All Fixed, Ellie Scott

1

The pub smelled of stale lager and pork scratchings, but that’s just the way Dad liked it. One of the last good, proper pubs left, so he used to say. A shithole, in other words. But at least it was friendly. I watched Mum as she wandered across the dingy maroon carpet. Her nose crinkled as she noted the soles of her shoes clinging to the sticky pile with each step. I sipped my large white wine and hoped its effects would wash over me quickly.

Gavin nudged me. ‘One drink and we’ll be off.’

I took in the clusters of mourners which filled the room. ‘I haven’t spoken to anyone yet.’

‘Go speak to them while you drink that.’

‘But—’

‘Don’t be long. I don’t want to be stood here like a spare part.’

‘Come with me then.’

‘I’m not talking to these old bastards.’

‘A lot of them are family.’

‘Not mine.’

I nodded and walked away from him, knuckles white as my fingers gripped the stem of my wine glass for dear life.

I slipped into a circle of mourners beside my mother. Her eyes swam as she listened to my Uncle Tom relay a story about Dad from their childhood years. Something about him installing a handmade shelf in the family kitchen, proud as punch, only for it to tumble down under the weight of a single teacup.

‘Flecks of china all over the floor, there were. And great big holes in the bloody wall! My mum heard the clatter and she came running for him, face like thunder. She was a scary woman, our mother. Grabbed him by the ear and dragged him to his bedroom. But did he learn his lesson? Not a chance. A week later he rebuilt the shelf and tried again. He smashed a plate that time. If I didn’t know any better, I’d say that lad liked to break things as much as he liked to fix them.’

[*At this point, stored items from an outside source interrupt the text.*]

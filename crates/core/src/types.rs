//! Shared data model: captured events, consent state, session identity and
//! page context.

use serde::{Deserialize, Serialize};
use std::collections::BTreeMap;
use std::fmt;

/// Kind tag of a captured event. Open-ended: unknown tags round-trip through
/// [`EventKind::Custom`] without touching the pipeline.
#[derive(Debug, Clone, PartialEq, Eq, Hash, Serialize, Deserialize)]
#[serde(into = "String", from = "String")]
pub enum EventKind {
    PageView,
    Click,
    MouseMove,
    ScrollDepth,
    FormAbandonment,
    Custom(String),
}

impl EventKind {
    pub fn as_str(&self) -> &str {
        match self {
            EventKind::PageView => "page_view",
            EventKind::Click => "click",
            EventKind::MouseMove => "mousemove",
            EventKind::ScrollDepth => "scroll_depth",
            EventKind::FormAbandonment => "form_abandonment",
            EventKind::Custom(name) => name,
        }
    }
}

impl From<String> for EventKind {
    fn from(s: String) -> Self {
        match s.as_str() {
            "page_view" => EventKind::PageView,
            "click" | "interaction_click" => EventKind::Click,
            "mousemove" => EventKind::MouseMove,
            "scroll_depth" => EventKind::ScrollDepth,
            "form_abandonment" => EventKind::FormAbandonment,
            _ => EventKind::Custom(s),
        }
    }
}

impl From<EventKind> for String {
    fn from(kind: EventKind) -> Self {
        match kind {
            EventKind::Custom(name) => name,
            other => other.as_str().to_string(),
        }
    }
}

impl fmt::Display for EventKind {
    fn fmt(&self, f: &mut fmt::Formatter<'_>) -> fmt::Result {
        f.write_str(self.as_str())
    }
}

/// Primitive attribute value carried by an event.
#[derive(Debug, Clone, PartialEq, Serialize, Deserialize)]
#[serde(untagged)]
pub enum AttrValue {
    Null,
    Bool(bool),
    Int(i64),
    Float(f64),
    Text(String),
}

impl From<bool> for AttrValue {
    fn from(v: bool) -> Self {
        AttrValue::Bool(v)
    }
}

impl From<i64> for AttrValue {
    fn from(v: i64) -> Self {
        AttrValue::Int(v)
    }
}

impl From<u32> for AttrValue {
    fn from(v: u32) -> Self {
        AttrValue::Int(i64::from(v))
    }
}

impl From<u8> for AttrValue {
    fn from(v: u8) -> Self {
        AttrValue::Int(i64::from(v))
    }
}

impl From<f64> for AttrValue {
    fn from(v: f64) -> Self {
        AttrValue::Float(v)
    }
}

impl From<&str> for AttrValue {
    fn from(v: &str) -> Self {
        AttrValue::Text(v.to_string())
    }
}

impl From<String> for AttrValue {
    fn from(v: String) -> Self {
        AttrValue::Text(v)
    }
}

impl<T: Into<AttrValue>> From<Option<T>> for AttrValue {
    fn from(v: Option<T>) -> Self {
        v.map_or(AttrValue::Null, Into::into)
    }
}

impl AttrValue {
    pub fn as_f64(&self) -> Option<f64> {
        match self {
            AttrValue::Int(v) => Some(*v as f64),
            AttrValue::Float(v) => Some(*v),
            _ => None,
        }
    }
}

/// One observed occurrence, immutable once handed to the queue.
#[derive(Debug, Clone, PartialEq, Serialize, Deserialize)]
pub struct Event {
    pub kind: EventKind,
    /// Milliseconds since the Unix epoch, assigned at capture time.
    pub occurred_at: i64,
    /// Page URL at capture time.
    pub context: String,
    #[serde(default)]
    pub attributes: BTreeMap<String, AttrValue>,
}

impl Event {
    pub fn new(kind: EventKind, occurred_at: i64, context: impl Into<String>) -> Self {
        Self {
            kind,
            occurred_at,
            context: context.into(),
            attributes: BTreeMap::new(),
        }
    }

    pub fn with_attr(mut self, key: impl Into<String>, value: impl Into<AttrValue>) -> Self {
        self.attributes.insert(key.into(), value.into());
        self
    }

    pub fn attr(&self, key: &str) -> Option<&AttrValue> {
        self.attributes.get(key)
    }
}

/// Tri-state consent decision. Only `Unknown -> Accepted` and
/// `Unknown -> Declined` are legal transitions.
#[derive(Debug, Clone, Copy, PartialEq, Eq, Default, Serialize, Deserialize)]
#[serde(rename_all = "lowercase")]
pub enum ConsentState {
    #[default]
    Unknown,
    Accepted,
    Declined,
}

impl ConsentState {
    /// Value persisted in the key-value store, `None` for `Unknown`.
    pub fn as_stored(&self) -> Option<&'static str> {
        match self {
            ConsentState::Unknown => None,
            ConsentState::Accepted => Some("accepted"),
            ConsentState::Declined => Some("declined"),
        }
    }

    /// Anything other than the two recorded values reads back as `Unknown`.
    pub fn from_stored(value: Option<&str>) -> Self {
        match value {
            Some("accepted") => ConsentState::Accepted,
            Some("declined") => ConsentState::Declined,
            _ => ConsentState::Unknown,
        }
    }

    pub fn is_decided(&self) -> bool {
        !matches!(self, ConsentState::Unknown)
    }
}

/// One browsing session for one identity.
#[derive(Debug, Clone, PartialEq, Eq, Serialize, Deserialize)]
pub struct Session {
    pub session_id: String,
    pub identity: Option<String>,
}

/// Page context reported by the UI event source.
#[derive(Debug, Clone, PartialEq, Eq, Serialize, Deserialize)]
pub struct PageInfo {
    pub url: String,
    pub viewport_width: u32,
    pub viewport_height: u32,
}

impl Default for PageInfo {
    fn default() -> Self {
        Self {
            url: "about:blank".into(),
            viewport_width: 0,
            viewport_height: 0,
        }
    }
}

I’d heard the story dozens of times. Everyone had. But we laughed dutifully and murmured the right things. That sounds like him, alright. Typical DIY addict. A sign of things to come. Dad was an expert carpenter by the time he married Mum, and the personal handyman of the entire extended family. He had a knack for fixing things.

‘I remember when I gave him an old grandfather clock I got at a car boot sale. The mechanisms inside were rusted to buggery. And he’d never touched a grandfather clock in his life, but he got it ticking. Polished it and tarted it up for me and all. Couple of quid I paid for it. Sold it to an antiques collector for ten times as much. Would you believe it? He could fix anything, couldn’t he, Mel?’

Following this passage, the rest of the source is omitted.